Learn About Annuities

Annuities come in several variations but the types of annuities that can play useful roles in retirement and retirement planning are really only fixed or fixed index annuities. Variable annuities are not good solutions for most investors.

Annuities in their simplest definition are contracts between individuals and insurance companies, wherein the individual pays a sum of money to an insurance company in the expectation of immediate or future benefits which usually take the form of an income stream.

Employers have been phasing out pensions for nearly a generation, leaving a major hole in the retirement planning of many Americans.

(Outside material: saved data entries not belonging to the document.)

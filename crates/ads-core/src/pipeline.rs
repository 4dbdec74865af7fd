//! Sampling and fan-out tasks
//!
//! One sampling task pulls batches from the [`SensorSource`] at the global
//! sensor interval and absorbs each successful batch into every sink. One
//! publish task per sink drains that sink at its own interval and hands the
//! averaged snapshot to its [`Publish`] implementation. All tasks race their
//! timer against a shared [`Shutdown`] signal and stop as soon as it fires.
//!
//! The tasks are plain futures: the caller decides how to run them (spawned on
//! an executor, or joined).
//!
//! ```rust,ignore
//! let pipeline = Pipeline::new(interval, [("console", None)])?;
//! let mut sampler_stop = pipeline.shutdown().listener()?;
//! let mut sink_stop = pipeline.shutdown().listener()?;
//!
//! join(
//!     sampling_loop(&mut source, pipeline.sinks(), pipeline.sensor_interval(), &mut sampler_stop),
//!     publish_loop(&pipeline.sinks()[0], &mut console, &mut sink_stop),
//! )
//! .await;
//! ```

use alloc::string::String;
use alloc::vec::Vec;

use embassy_futures::select::{Either, select};
use embassy_sync::blocking_mutex::raw::CriticalSectionRawMutex;
use embassy_sync::watch::{Receiver, Watch};
use embassy_time::{Duration, Instant, Ticker};
use log::{debug, error, info, warn};
use thiserror_no_std::Error;

use crate::aggregate::SinkState;
use crate::publish::Publish;
use crate::sensors::SensorSource;

/// Maximum number of output sinks one pipeline can feed
pub const MAX_SINKS: usize = 8;

/// Tasks that can observe the shutdown signal: the sampler, every publish
/// task, and one connection driver per sink
pub const SHUTDOWN_LISTENERS: usize = 2 * MAX_SINKS + 1;

/// Shortest period a ticker is allowed to run at
const MIN_PERIOD: Duration = Duration::from_millis(1);

#[derive(Error, Debug, Clone, Copy, PartialEq, Eq)]
pub enum PipelineError {
    #[error("no output sinks configured")]
    NoSinks,
    #[error("{0} sinks configured, at most 8 are supported")]
    TooManySinks(usize),
    #[error("too many shutdown listeners")]
    TooManyListeners,
}

/// Broadcast stop signal shared by every pipeline task.
pub struct Shutdown {
    watch: Watch<CriticalSectionRawMutex, (), SHUTDOWN_LISTENERS>,
}

impl Shutdown {
    pub const fn new() -> Self {
        Self {
            watch: Watch::new(),
        }
    }

    /// Ask every task to stop. Triggering more than once has no further effect.
    pub fn trigger(&self) {
        self.watch.sender().send(());
    }

    /// Register one task. A listener created after [`Shutdown::trigger`]
    /// sees the signal immediately.
    pub fn listener(&self) -> Result<ShutdownListener<'_>, PipelineError> {
        self.watch
            .receiver()
            .map(|receiver| ShutdownListener { receiver })
            .ok_or(PipelineError::TooManyListeners)
    }
}

impl Default for Shutdown {
    fn default() -> Self {
        Self::new()
    }
}

/// One task's view of the [`Shutdown`] signal.
pub struct ShutdownListener<'a> {
    receiver: Receiver<'a, CriticalSectionRawMutex, (), SHUTDOWN_LISTENERS>,
}

impl ShutdownListener<'_> {
    /// Resolves once shutdown has been triggered.
    pub async fn wait(&mut self) {
        self.receiver.get().await
    }

    pub fn is_triggered(&mut self) -> bool {
        self.receiver.try_get().is_some()
    }
}

/// Sink states and shared signal of one sampling pipeline.
pub struct Pipeline {
    sensor_interval: Duration,
    sinks: Vec<SinkState>,
    shutdown: Shutdown,
}

impl Pipeline {
    /// Create one [`SinkState`] per `(name, interval)` pair.
    ///
    /// Sinks without an interval publish at `sensor_interval`.
    pub fn new<I, N>(sensor_interval: Duration, sinks: I) -> Result<Self, PipelineError>
    where
        I: IntoIterator<Item = (N, Option<Duration>)>,
        N: Into<String>,
    {
        let sinks: Vec<SinkState> = sinks
            .into_iter()
            .map(|(name, interval)| {
                SinkState::with_default_interval(name, interval, sensor_interval)
            })
            .collect();

        if sinks.is_empty() {
            return Err(PipelineError::NoSinks);
        }
        if sinks.len() > MAX_SINKS {
            return Err(PipelineError::TooManySinks(sinks.len()));
        }

        Ok(Self {
            sensor_interval,
            sinks,
            shutdown: Shutdown::new(),
        })
    }

    pub const fn sensor_interval(&self) -> Duration {
        self.sensor_interval
    }

    pub fn sinks(&self) -> &[SinkState] {
        &self.sinks
    }

    pub fn shutdown(&self) -> &Shutdown {
        &self.shutdown
    }
}

/// Sample at `period` and feed every sink until shutdown.
///
/// A failed sample is logged and dropped; no sink sees any part of it. A batch
/// that outlasts `period` is followed by the next one straight away, but
/// missed ticks are not queued up. On shutdown the source is released and
/// undrained sums are left in place.
pub async fn sampling_loop<S: SensorSource>(
    source: &mut S,
    sinks: &[SinkState],
    period: Duration,
    shutdown: &mut ShutdownListener<'_>,
) {
    info!(
        "Sampling every {} ms into {} sink(s)",
        period.as_millis(),
        sinks.len()
    );

    let period = period.max(MIN_PERIOD);
    let mut ticker = Ticker::every(period);
    loop {
        // Shutdown is polled first: a lagging ticker is always ready
        if let Either::First(()) = select(shutdown.wait(), ticker.next()).await {
            break;
        }

        let started = Instant::now();
        match source.sample().await {
            Ok(batch) => {
                for sink in sinks {
                    sink.absorb(&batch).await;
                }
            }
            Err(e) => warn!("Sensor read failed, dropping sample: {}", e),
        }

        // Overran: at most one tick is owed, counted from this batch's start
        if started.elapsed() >= period {
            ticker.reset_at(started);
        }
    }

    source.shutdown();
    info!("Sampling stopped");
}

/// Drain `sink` every interval and publish non-empty snapshots until shutdown.
///
/// Delivery is at most once: a snapshot the publisher rejects is logged and
/// lost. The publisher is closed on shutdown.
pub async fn publish_loop<P: Publish>(
    sink: &SinkState,
    publisher: &mut P,
    shutdown: &mut ShutdownListener<'_>,
) {
    debug!(
        "Publishing '{}' every {} ms",
        sink.name(),
        sink.interval().as_millis()
    );

    let mut ticker = Ticker::every(sink.interval().max(MIN_PERIOD));
    loop {
        if let Either::First(()) = select(shutdown.wait(), ticker.next()).await {
            break;
        }

        let snapshot = sink.drain().await;
        if snapshot.is_empty() {
            continue;
        }

        if let Err(e) = publisher.publish(&snapshot).await {
            error!(
                "Publish to '{}' failed, dropping {} reading(s): {}",
                sink.name(),
                snapshot.len(),
                e
            );
        }
    }

    if let Err(e) = publisher.close() {
        warn!("Closing '{}' failed: {}", sink.name(), e);
    }
    info!("Publisher '{}' stopped", sink.name());
}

Fixed Annuities or Fixed Index Annuities (“FIA”) can fill that hole by replacing the guaranteed income stream from a pension with a guaranteed income stream from an annuity.


What are the biggest benefits of Fixed Annuities and Fixed Index Annuities?

It’s simple, actually. They guarantee an income stream for life without risking stock market losses. There are several ways these types of annuities fit into an effective retirement plan.

For Affluent Retirees:

  • Guarantee an income stream that is likely to grow and keep up with inflation.
  • Reduce or eliminate the need to draw on an investment portfolio for living expenses.
  • Reduce or eliminate Required Minimum Distributions from retirement investment accounts.
  • Give investments longer time effective time frames for compounding, which gives better opportunities for higher returns.
  • Help investors experience more freedom in discretionary retirement spending.
  • Can increase the legacy assets for heirs due to extending investment time frames.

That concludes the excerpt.